WASHINGTON — Stepfathers make slightly better parents than married biological fathers, researchers found in a new study of at-risk urban families.
Mothers reported that stepfathers were more engaged, more cooperative and shared more responsibility than their biological counterparts did, according to the study, published in this month's issue of the Journal of Marriage and Family.
Lawrence Berger, the study's lead author, cautioned that the findings applied only to "fragile families," defined as low-income urban families prone to nonmarital births.
The findings contradict a popular view among social workers and family policy experts that biological fathers invest more in their own flesh and blood.
"I think this research does, to some extent, call some of those assumptions into question," said Rebekah Levine Coley, a developmental psychologist at Boston College.
"It certainly shows that stepfathers or even unmarried social fathers can be quite productive in rearing children," she said.
The study found little difference in how engaged stepfathers were in playing with their children compared with married biological fathers. Mothers also trusted stepfathers and married biological fathers equally when it came to caring for the mothers' offspring when they were away.
The biggest difference between stepfathers and married biological fathers was that stepfathers were more cooperative with mothers, Berger said.
Mothers interviewed weren't comparing their current partners with their exes, he noted. Rather, they described the parenting skills of their present husbands, and the appraisals of those who were wed to biological fathers were compared with those who were wed to their children's stepfathers.
Mothers reported that stepfathers shared their parenting views and talked to them more about their parental wants than natural fathers did, said Berger, an assistant professor at the social work school of the University of Wisconsin-Madison.
"(Stepfathers) have to work harder to fit in and to have a useful productive role," Coley said.
The study theorized that men who married women with children might have a greater interest in parenting.

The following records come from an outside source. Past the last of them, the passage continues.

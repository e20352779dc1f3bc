//! IPC client for communicating with the orchestrator
//!
//! Uses TCP on localhost, one JSON object per line in each direction.

use anyhow::{Context, Result};
use tokio::io::{AsyncBufReadExt, AsyncWriteExt, BufReader};
use tokio::net::TcpStream;

use hb_core::ipc::{encode_line, DaemonStatus, IpcRequest, IpcResponse};
use hb_core::types::Verdict;

/// Client for a running `harbor start`
pub struct HarborClient {
    address: String,
    stream: Option<BufReader<TcpStream>>,
}

impl HarborClient {
    pub fn new(address: impl Into<String>) -> Self {
        Self {
            address: address.into(),
            stream: None,
        }
    }

    pub fn address(&self) -> &str {
        &self.address
    }

    async fn connect(&mut self) -> Result<()> {
        if self.stream.is_some() {
            return Ok(());
        }

        tracing::debug!("Connecting to orchestrator at {}", self.address);

        let stream = TcpStream::connect(&self.address).await.with_context(|| {
            format!(
                "Failed to connect to orchestrator at {}. Is it running?",
                self.address
            )
        })?;
        self.stream = Some(BufReader::new(stream));
        Ok(())
    }

    /// Send one request and read one response line
    async fn send_request(&mut self, request: IpcRequest) -> Result<IpcResponse> {
        self.connect().await?;
        let stream = self
            .stream
            .as_mut()
            .context("Not connected to orchestrator")?;

        let line = encode_line(&request)?;
        stream.get_mut().write_all(line.as_bytes()).await?;
        stream.get_mut().flush().await?;

        let mut response = String::new();
        if stream.read_line(&mut response).await? == 0 {
            self.stream = None;
            anyhow::bail!("Orchestrator closed the connection");
        }

        serde_json::from_str(response.trim()).context("Malformed response from orchestrator")
    }

    /// Check if the orchestrator answers
    pub async fn ping(&mut self) -> Result<bool> {
        match self.send_request(IpcRequest::Ping).await? {
            IpcResponse::Pong => Ok(true),
            _ => Ok(false),
        }
    }

    pub async fn status(&mut self) -> Result<DaemonStatus> {
        match self.send_request(IpcRequest::GetStatus).await? {
            IpcResponse::Status(status) => Ok(status),
            IpcResponse::Error { message } => anyhow::bail!("{}", message),
            other => anyhow::bail!("Unexpected response: {:?}", other),
        }
    }

    pub async fn restart(&mut self, name: &str) -> Result<()> {
        let request = IpcRequest::Restart {
            name: name.to_string(),
        };
        match self.send_request(request).await? {
            IpcResponse::Ok => Ok(()),
            IpcResponse::Error { message } => anyhow::bail!("{}", message),
            other => anyhow::bail!("Unexpected response: {:?}", other),
        }
    }

    pub async fn classify(&mut self, destination: &str) -> Result<Verdict> {
        let request = IpcRequest::Classify {
            destination: destination.to_string(),
        };
        match self.send_request(request).await? {
            IpcResponse::Classified { verdict, .. } => Ok(verdict),
            IpcResponse::Error { message } => anyhow::bail!("{}", message),
            other => anyhow::bail!("Unexpected response: {:?}", other),
        }
    }

    /// Ask the orchestrator to stop every service and exit
    pub async fn shutdown(&mut self) -> Result<()> {
        match self.send_request(IpcRequest::Shutdown).await? {
            IpcResponse::Ok => Ok(()),
            IpcResponse::Error { message } => anyhow::bail!("{}", message),
            other => anyhow::bail!("Unexpected response: {:?}", other),
        }
    }
}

Married biological fathers might gravitate toward more traditional roles such as breadwinning, it speculated.
The study also looked at biological fathers who hadn't married and at
"cohabiting social fathers." It found that mothers trusted unmarried biological fathers more than cohabiting social fathers to care for their children. But cohabiting social fathers were more cooperative with mothers when it came to parenting.
The findings were drawn from 2,098 interviews with urban mothers from the Fragile Families and Child Wellbeing study. The children, born from 1998 to 2000, were 5 years old at the time of the last interviews.